Und darum: Wenn Sie gerade in einer Phase der Krankheit, der Schwäche oder der Not sein sollten: Bitte, resignieren Sie nicht! Verbittern Sie auch nicht! Meinen  Sie nicht, Gott habe Sie vergessen oder wolle Sie strafen. Er will etwas anderes: Er will, dass Sie sein Kind werden und mit ihm auf „Du und Du“ kommen. Er will Ihnen neue Wege und neue Horizonte eröffnen und fragt Sie, ob Sie ihm dazu nicht - vielleicht zum ersten Mal - Ihr Leben geben wollen. Oder er fragt Sie, ob Sie ihm nicht Ihr Leben tiefer und völliger und vorbehaltloser zur Verfügung stellen wollen, weil er Neues mit Ihnen vorhat.

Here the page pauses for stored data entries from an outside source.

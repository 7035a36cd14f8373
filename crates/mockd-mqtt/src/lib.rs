//! # mockd MQTT
//!
//! Embedded MQTT 3.1.1 broker support: packet codec, topic tree with
//! retained messages, the broker itself, and the listener set that merges
//! mocks declaring the same port onto one broker instead of binding a
//! second socket.

pub mod broker;
pub mod codec;
pub mod topics;

pub use broker::{BrokerConfig, MqttBroker};
pub use codec::{Packet, ProtocolError};

use mockd_core::model::MockSpec;
use mockd_core::{Error, Mock, Result, Stores};
use std::collections::HashMap;
use std::sync::Arc;
use tokio::sync::Mutex;
use tokio::task::JoinHandle;
use tracing::info;

/// All running brokers, keyed by port.
///
/// Registering a mock whose port is already bound folds its topics into the
/// existing broker (port merging); set-level conflicts were already
/// rejected by the registry.
pub struct MqttListenerSet {
    stores: Arc<Stores>,
    /// Port a mock with no explicit port attaches to
    default_port: u16,
    brokers: Mutex<HashMap<u16, (Arc<MqttBroker>, JoinHandle<()>)>>,
}

impl MqttListenerSet {
    pub fn new(stores: Arc<Stores>, default_port: u16) -> Self {
        Self {
            stores,
            default_port,
            brokers: Mutex::new(HashMap::new()),
        }
    }

    /// Ensure a broker is bound on the port, then attach the mock to it.
    /// Returns `true` when the mock merged into an already-running broker.
    pub async fn register_mock(&self, mock: Arc<Mock>) -> Result<bool> {
        let MockSpec::Mqtt(spec) = &mock.spec else {
            return Err(Error::internal("not an mqtt mock"));
        };
        let port = spec.port.unwrap_or(self.default_port);

        let mut brokers = self.brokers.lock().await;
        if let Some((broker, _)) = brokers.get(&port) {
            broker.add_mock(mock).await;
            info!(port, "mqtt mock merged into running broker");
            return Ok(true);
        }
        let broker = MqttBroker::new(BrokerConfig::new(port), Arc::clone(&self.stores));
        let handle = broker.start().await?;
        broker.add_mock(mock).await;
        brokers.insert(port, (broker, handle));
        Ok(false)
    }

    /// Detach a mock; brokers stay up so later mocks can reuse the port
    pub async fn remove_mock(&self, mock_id: &str) {
        let brokers = self.brokers.lock().await;
        for (broker, _) in brokers.values() {
            broker.remove_mock(mock_id).await;
        }
    }

    /// Bring up the primary broker even before any mock declares a topic
    pub async fn ensure_primary(&self) -> Result<()> {
        let mut brokers = self.brokers.lock().await;
        if brokers.contains_key(&self.default_port) {
            return Ok(());
        }
        let broker = MqttBroker::new(
            BrokerConfig::new(self.default_port),
            Arc::clone(&self.stores),
        );
        let handle = broker.start().await?;
        brokers.insert(self.default_port, (broker, handle));
        Ok(())
    }

    pub async fn ports(&self) -> Vec<u16> {
        let mut ports: Vec<u16> = self.brokers.lock().await.keys().copied().collect();
        ports.sort_unstable();
        ports
    }

    /// Stop every broker. Each broker's `stop` joins its simulators
    /// outside the broker's own locks.
    pub async fn shutdown(&self) {
        let brokers = {
            let mut brokers = self.brokers.lock().await;
            std::mem::take(&mut *brokers)
        };
        for (port, (broker, handle)) in brokers {
            broker.stop().await;
            handle.abort();
            info!(port, "mqtt broker stopped");
        }
    }
}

Ich möchte Sie auch ermutigen, mit Gott zu reden, also zu beten: In ganz einfachen Worten, wie Sie von Ihrem Herzen kommen. Bitten Sie ihn ruhig um Hilfe in Ihrer Not. Aber sagen Sie ihm auch, dass Sie mehr wollen, als das. Vielleicht sagen Sie ihm einfach, dass Sie ihn kennen lernen wollen. Oder, dass Sie zum ersten Mal fühlen, wie leer Ihr Leben ist ohne ihn. Vielleicht sagen Sie ihm, dass sie sich sehnen nach einem Leben in seiner Geborgenheit, seiner Güte und seinem Frieden. Vielleicht sagen Sie Ihm auch einfach nur: „Vater, Dein Wille geschehe ...!“ Lassen Sie es zu, dass Gott zum Zuge kommen kann bei Ihnen!

Bittet, so wird euch gegeben; sucht, so werdet ihr finden; klopft an, und es wird euch geöffnet.